Global warming. Urban sprawl. Dead zones. To address these challenges in the Chesapeake and beyond will require new thinking. It will require new experts, new leaders.

For thirty years Maryland Sea Grant has helped prepare for the future by supporting researchers and students as they move into undiscovered territory. With Sea Grant support, scientists have explored new ways of tackling pressing problems. They have experimented with promising techniques and tested big ideas, often with modest funding that laid the groundwork for more ambitious efforts.

Since 1977, Maryland Sea Grant has funded graduate students to work with marine scientists and scholars, supporting them at a key point in their careers.

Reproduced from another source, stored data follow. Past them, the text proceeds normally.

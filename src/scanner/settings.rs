//! Runtime settings lookup.

use rust_decimal::Decimal;
use std::collections::HashMap;
use std::fmt::Display;
use std::str::FromStr;
use std::sync::Arc;
use tracing::warn;

use crate::domain::{RuntimeSettings, SETTING_KEYS};
use crate::storage::ScanStore;

/// SettingsProvider reads the operator-tunable settings in one batch.
///
/// It never fails: missing, unparseable or out-of-range values fall back to
/// their defaults one key at a time, and a failed read yields all defaults.
/// `min_spread` may be zero; every other value must be positive, and the
/// opportunity TTL is capped at [`RuntimeSettings::MAX_OPPORTUNITY_TTL_SECONDS`].
pub struct SettingsProvider {
    store: Arc<dyn ScanStore>,
    default_ttl_seconds: u64,
}

impl SettingsProvider {
    pub fn new(store: Arc<dyn ScanStore>, default_ttl_seconds: u64) -> Self {
        Self {
            store,
            default_ttl_seconds,
        }
    }

    /// Defaults with the configured opportunity TTL.
    pub fn defaults(&self) -> RuntimeSettings {
        RuntimeSettings {
            opportunity_ttl_seconds: self.default_ttl_seconds,
            ..RuntimeSettings::default()
        }
    }

    pub async fn load(&self) -> RuntimeSettings {
        match self.store.find_settings(&SETTING_KEYS).await {
            Ok(values) => self.resolve(&values),
            Err(e) => {
                warn!(error = %e, "Failed to read settings, using defaults");
                self.defaults()
            }
        }
    }

    fn resolve(&self, values: &HashMap<String, String>) -> RuntimeSettings {
        let defaults = self.defaults();

        RuntimeSettings {
            min_spread: setting_or(
                values,
                RuntimeSettings::MIN_SPREAD_KEY,
                defaults.min_spread,
                |v| *v >= Decimal::ZERO,
            ),
            max_investment: setting_or(
                values,
                RuntimeSettings::MAX_INVESTMENT_KEY,
                defaults.max_investment,
                |v| *v > Decimal::ZERO,
            ),
            scan_interval_seconds: setting_or(
                values,
                RuntimeSettings::SCAN_INTERVAL_KEY,
                defaults.scan_interval_seconds,
                |v| *v > 0,
            ),
            opportunity_ttl_seconds: setting_or(
                values,
                RuntimeSettings::OPPORTUNITY_EXPIRY_KEY,
                defaults.opportunity_ttl_seconds,
                |v| (1..=RuntimeSettings::MAX_OPPORTUNITY_TTL_SECONDS).contains(v),
            ),
            max_concurrent_scans: setting_or(
                values,
                RuntimeSettings::MAX_CONCURRENT_SCANS_KEY,
                defaults.max_concurrent_scans,
                |v| *v > 0,
            ),
        }
    }
}

/// Parses `values[key]` and keeps it only if `accept` allows it.
fn setting_or<T>(
    values: &HashMap<String, String>,
    key: &str,
    default: T,
    accept: impl Fn(&T) -> bool,
) -> T
where
    T: FromStr + Display,
{
    let Some(raw) = values.get(key) else {
        return default;
    };

    match raw.trim().parse::<T>() {
        Ok(value) if accept(&value) => value,
        _ => {
            warn!(key = %key, value = %raw, default = %default, "Ignoring invalid setting");
            default
        }
    }
}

Since 1979, Sea Grant has also awarded Knauss Fellowships to students seeking advanced degrees, sending them to Capitol Hill or to the nation's ocean agencies to apply their education to real-world problem solving. Many of these students are now researchers themselves, and some are leaders in marine science and policy.

To expose undergraduates to the excitement and rigors of marine science, Maryland Sea Grant has, since 1989, run a Research Experiences for Undergraduates (REU) program supported by the National Science Foundation. The REU program brings college students from around the country to spend a summer working with researchers on Bay-related science projects.

In order to link K-12 education directly with the science and engineering enterprise, Maryland Sea Grant Extension connects middle and high school teachers with researchers through the Environmental Science Education Partnership (ESEP), a collaborative effort with the University of Maryland Center for Environmental Science (UMCES). Teacher fellows spend seven weeks of the summer working with scientists on projects at field laboratories at UMCES or at the University of Maryland Biotechnology Institute.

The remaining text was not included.